America in (Relative) Decline?

by Joshua Foust on 7/8/2007 · 6 comments

An update to my post on the latest machinations in Paksitan: Left Flank notes another wrinkle, and posits a very worrisome observation. In revealing that several Chinese citizens had been kidnapped (China has always sided with Pakistan in its disputes with India, for various geopolitical reasons), and the Chinese government’s subsequent disgust that it was allowed to happen, The Economist implies China had a role in the mosque conflict. In evaluating China’s soft power in the broader region, I came to the conclusion that while its influence is growing, in general that is more because of American decline than any sort of direct Chinese advance.

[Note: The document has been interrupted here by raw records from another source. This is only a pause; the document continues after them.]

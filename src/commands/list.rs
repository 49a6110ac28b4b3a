//! List posts from the content repository

use anyhow::Result;
use std::io::Write;
use tokio::io::{AsyncBufRead, AsyncBufReadExt, BufReader};

use crate::api::ContentSource;
use crate::content::{LoadMore, Pagination, PostSummary};
use crate::helpers::DateFormatter;
use crate::Blog;

/// How far the listing follows cursors
#[derive(Debug, Clone, Copy, PartialEq, Eq)]
pub enum ListMode {
    /// Only the first page
    FirstPage,
    /// Every page
    All,
    /// Ask before each further page
    Interactive,
}

/// List posts on stdout
pub async fn run(blog: &Blog, mode: ListMode) -> Result<()> {
    let client = blog.client()?;
    let dates = DateFormatter::from_config(&blog.config)?;
    let mut stdin = BufReader::new(tokio::io::stdin());
    let stdout = std::io::stdout();

    let pagination = run_with(
        &client,
        &dates,
        &blog.config.labels.load_more,
        mode,
        &mut stdin,
        &mut stdout.lock(),
    )
    .await?;

    tracing::debug!("Listed {} posts", pagination.len());
    Ok(())
}

/// List posts from `source`, reading "load more" answers from `input`
pub async fn run_with<S, R, W>(
    source: &S,
    dates: &DateFormatter,
    prompt: &str,
    mode: ListMode,
    input: &mut R,
    output: &mut W,
) -> Result<Pagination>
where
    S: ContentSource,
    R: AsyncBufRead + Unpin,
    W: Write,
{
    let mut pagination = Pagination::new(source.list_posts().await?);
    print_posts(output, dates, pagination.items())?;

    loop {
        if !pagination.has_more() {
            break;
        }

        match mode {
            ListMode::FirstPage => {
                writeln!(output, "(more posts available, use --all or --interactive)")?;
                break;
            }
            ListMode::All => {}
            ListMode::Interactive => {
                write!(output, "{}? [Enter = yes, q = quit] ", prompt)?;
                output.flush()?;

                let mut answer = String::new();
                if input.read_line(&mut answer).await? == 0 || answer.trim().eq_ignore_ascii_case("q") {
                    break;
                }
            }
        }

        let shown = pagination.len();
        match pagination.load_more(source).await {
            Ok(LoadMore::Loaded { .. }) => {
                print_posts(output, dates, &pagination.items()[shown..])?;
            }
            Ok(LoadMore::Exhausted) => break,
            Err(e) if mode == ListMode::Interactive => {
                tracing::warn!("Failed to load more posts: {}", e);
                writeln!(output, "Failed to load more posts: {}", e)?;
            }
            Err(e) => return Err(e.into()),
        }
    }

    writeln!(output, "{} posts listed", pagination.len())?;
    Ok(pagination)
}

fn print_posts<W: Write>(output: &mut W, dates: &DateFormatter, posts: &[PostSummary]) -> Result<()> {
    for post in posts {
        let date = dates
            .format_publication(post.first_publication_date.as_deref())
            .unwrap_or_else(|| "-".to_string());
        writeln!(
            output,
            "  {} - {} by {} [{}]",
            date, post.title, post.author, post.uid
        )?;
    }
    Ok(())
}
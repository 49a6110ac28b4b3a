//! Content module - post models, reading time, and listing pagination

pub mod pagination;
mod post;
mod reading;

pub use pagination::{LoadMore, Pagination};
pub(crate) use post::{cursor, null_as_empty};
pub use post::{ContentBlock, PostDetail, PostPage, PostSummary, RichTextSpan};
pub use reading::{ReadingTime, WordSplit};
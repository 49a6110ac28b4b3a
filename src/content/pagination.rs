//! Incremental listing pagination
//!
//! [`Pagination`] holds the posts shown so far and the cursor of the next
//! page. Loading more appends the fetched page after the held items, in
//! arrival order, and swaps in the new cursor. The state is a plain value
//! owned by whoever drives it (the build, a CLI session); `load_more` takes
//! `&mut self`, so one state never has two loads in flight.

use crate::api::{ApiError, ContentSource};

use super::{PostPage, PostSummary};

/// Outcome of a successful `load_more`
#[derive(Debug, Clone, Copy, PartialEq, Eq)]
pub enum LoadMore {
    /// A page was fetched and appended
    Loaded { added: usize },
    /// No cursor was held; nothing was fetched
    Exhausted,
}

/// Posts loaded so far plus the cursor of the next page
#[derive(Debug, Clone, Default)]
pub struct Pagination {
    items: Vec<PostSummary>,
    cursor: Option<String>,
}

impl Pagination {
    /// Start from the first page
    pub fn new(page: PostPage) -> Self {
        Self {
            items: page.results,
            cursor: page.next_page,
        }
    }

    /// Posts in the order they arrived
    pub fn items(&self) -> &[PostSummary] {
        &self.items
    }

    pub fn cursor(&self) -> Option<&str> {
        self.cursor.as_deref()
    }

    /// Whether a further page exists, i.e. whether "load more" is offered
    pub fn has_more(&self) -> bool {
        self.cursor.is_some()
    }

    pub fn len(&self) -> usize {
        self.items.len()
    }

    pub fn is_empty(&self) -> bool {
        self.items.is_empty()
    }

    /// Append `page` after the held items and take over its cursor
    ///
    /// No sorting and no deduplication: a post the backend returns twice is
    /// listed twice.
    pub fn merge(&mut self, page: PostPage) {
        self.items.extend(page.results);
        self.cursor = page.next_page;
    }

    /// Fetch the page behind the held cursor and merge it
    ///
    /// On error the items and the cursor are left as they were, so the
    /// same page can be requested again.
    pub async fn load_more<S: ContentSource>(&mut self, source: &S) -> Result<LoadMore, ApiError> {
        let Some(cursor) = self.cursor.as_deref() else {
            return Ok(LoadMore::Exhausted);
        };

        let page = source.fetch_page(cursor).await?;
        let added = page.results.len();
        self.merge(page);

        tracing::debug!(
            "Loaded {} more posts ({} total, more: {})",
            added,
            self.items.len(),
            self.has_more()
        );
        Ok(LoadMore::Loaded { added })
    }

    /// Follow cursors until the last page
    pub async fn load_all<S: ContentSource>(&mut self, source: &S) -> Result<(), ApiError> {
        while let LoadMore::Loaded { .. } = self.load_more(source).await? {}
        Ok(())
    }

    pub fn into_parts(self) -> (Vec<PostSummary>, Option<String>) {
        (self.items, self.cursor)
    }
}

#[cfg(test)]
mod tests {
    use super::*;
    use crate::api::memory::{summary, MemorySource};

    fn uids(pagination: &Pagination) -> Vec<&str> {
        pagination.items().iter().map(|p| p.uid.as_str()).collect()
    }

    #[test]
    fn test_merge_appends_in_order() {
        let mut pagination = Pagination::new(PostPage {
            results: vec![summary("c"), summary("a")],
            next_page: Some("https://x/2".to_string()),
        });
        pagination.merge(PostPage {
            results: vec![summary("b"), summary("a")],
            next_page: None,
        });

        assert_eq!(uids(&pagination), ["c", "a", "b", "a"]);
        assert!(!pagination.has_more());
    }

    #[tokio::test]
    async fn test_load_more_follows_cursors() {
        let source = MemorySource::with_pages(&[&["p1", "p2"], &["p3"], &["p4", "p5"]]);
        let mut pagination = Pagination::new(source.list_posts().await.unwrap());
        assert!(pagination.has_more());

        let outcome = pagination.load_more(&source).await.unwrap();
        assert_eq!(outcome, LoadMore::Loaded { added: 1 });
        assert_eq!(uids(&pagination), ["p1", "p2", "p3"]);
        assert_eq!(pagination.cursor(), Some(MemorySource::cursor(2).as_str()));

        let outcome = pagination.load_more(&source).await.unwrap();
        assert_eq!(outcome, LoadMore::Loaded { added: 2 });
        assert_eq!(uids(&pagination), ["p1", "p2", "p3", "p4", "p5"]);
        assert!(!pagination.has_more());

        assert_eq!(
            source.requests(),
            ["list", "memory://page/1", "memory://page/2"]
        );
    }

    #[tokio::test]
    async fn test_exhausted_does_not_fetch() {
        let source = MemorySource::with_pages(&[&["only"]]);
        let mut pagination = Pagination::new(source.list_posts().await.unwrap());

        assert_eq!(
            pagination.load_more(&source).await.unwrap(),
            LoadMore::Exhausted
        );
        assert_eq!(uids(&pagination), ["only"]);
        assert_eq!(source.requests(), ["list"]);
    }

    #[tokio::test]
    async fn test_failure_keeps_state() {
        let source = MemorySource::with_pages(&[&["p1"], &["p2"]]);
        let mut pagination = Pagination::new(source.list_posts().await.unwrap());
        source.fail_once(&MemorySource::cursor(1));

        let err = pagination.load_more(&source).await.unwrap_err();
        assert!(matches!(err, ApiError::Status { status: 503, .. }));
        assert_eq!(uids(&pagination), ["p1"]);
        assert_eq!(pagination.cursor(), Some(MemorySource::cursor(1).as_str()));

        // Retrying the same cursor works
        pagination.load_more(&source).await.unwrap();
        assert_eq!(uids(&pagination), ["p1", "p2"]);
    }

    #[tokio::test]
    async fn test_load_all() {
        let source = MemorySource::with_pages(&[&["a"], &["b", "c"], &[], &["d"]]);
        let mut pagination = Pagination::new(source.list_posts().await.unwrap());
        pagination.load_all(&source).await.unwrap();

        assert_eq!(uids(&pagination), ["a", "b", "c", "d"]);
        let (items, cursor) = pagination.into_parts();
        assert_eq!(items.len(), 4);
        assert_eq!(cursor, None);
    }
}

Now I’m not so sure. If China has made the sorts of inroads into Pakistan power politics that it can demand violent action against a radical mosque when years of American haranguing have not, that presents two very worrisome conclusions: not only might Beijing actually be our best bet for securing Pashtunistan (rather than Islamabad), but, it seems, the U.S. cannot bring about action without its cooperation. A decline in Soft Power indeed—has the United States become so neutered in Central Asia that it cannot accomplish any objectives beyond the countries it has invaded and occupied?


Subscribe to receive updates from Registan

This post was written by...

– author of 1849 posts on Registan.net.

Joshua Foust is a Fellow at the American Security Project and the author of Afghanistan Journal: Selections from Registan.net. His research focuses primarily on Central and South Asia. Joshua is a correspondent for The Atlantic and a columnist for PBS Need to Know. Joshua appears regularly on the BBC World News, Aljazeera, and international public radio. Joshua's writing has appeared in the Columbia Journalism Review, Foreign Policy’s AfPak Channel, the New York Times, Reuters, and the Christian Science Monitor. Follow him on twitter: @joshuafoust

For information on reproducing this article, see our Terms of Use

{ 6 comments }

Narcogen July 8, 2007 at 7:14 pm

BECOME so neutered? This implies a contrast with a previous period where the opposite was true.

When was that, exactly?

Joseph Steinberg July 9, 2007 at 4:46 am

There is a brighter side to this.

If we consider what Barnett argues in Blueprint for Action, then:

1. Al Qaeda’s threat is that it can challenge the appeal of globalization for developing states in Eurasia;

2. Both China and the US need globalization;

3. Therefore, both China and the US should form a strategic partnership against al Qaeda.

To do that, China and the US should forge a regional alliance between Pakistan, India, and Iran.

Of course, this is the stuff of vision, but China and the US working together is better than a competition.

Joshua Foust July 9, 2007 at 5:23 am

Narcogen – 2001-3.

Joseph – I agree that collaboration is far superior to competition. However, both China and the U.S. view each other as rivals, not partners – at least on the military side of things, which, unfortunately, is what counts.

I tend to discount most of what Barnett says (see here and here) — his scholarship is, at best, weak, and really poorly argued. Not that he’s important, but he’s important in a Sam Huntington way – showing why he is wrong is far more instructive than looking at what he’s actually trying to say. In fact, I find his over-reliance on economic determinism, which is at best a weak force in international relations, to be the biggest reason his thoughts on both Iran and China are meangingless (that, and his apparent ignorance of history).

Joseph Steinberg July 9, 2007 at 2:29 pm

I agree with your points, which I myself have made in a few grad school papers and in countless discussions with grad students/military officers. Barnett’s a darling, as much as Huntington these days. My biggest sticking point is economic determinism, too. Your point about ideology is well-taken, but PS and IR, like Economics, are looking for clean, simple theories, not description.

I bring up Barnett because there is a place for undetermined diplomacy as an art (the forgotten side of IR). I view Barnett as an advocate without portfolio. Once in awhile, there are surprises, unmapped by scientists and unforeseen by journalists.

XYZ July 9, 2007 at 6:06 pm

I agree with Joshua Fouster on Barnette Robin. BR’s assesment of that region’s issues is really weak. He doesn’t have that scholarship and insight into the things pertaining to that region.

XYZ July 9, 2007 at 6:32 pm

But friends, you are not aware of the cunningness of the ruling Punjabi-Muhajir eilte of Pakistan…They have thousands of mullahs ready and at their pay-role to stage dramas like Lal Masjid and fool their friends in Washington. Musharaf once had said in a private meeting, refering to the game he is playing with the West, that in his childhood he would climb the roof of his house in Dehli and throw stones at Hindu Congress nighbours whereas in the day he would be friend with them.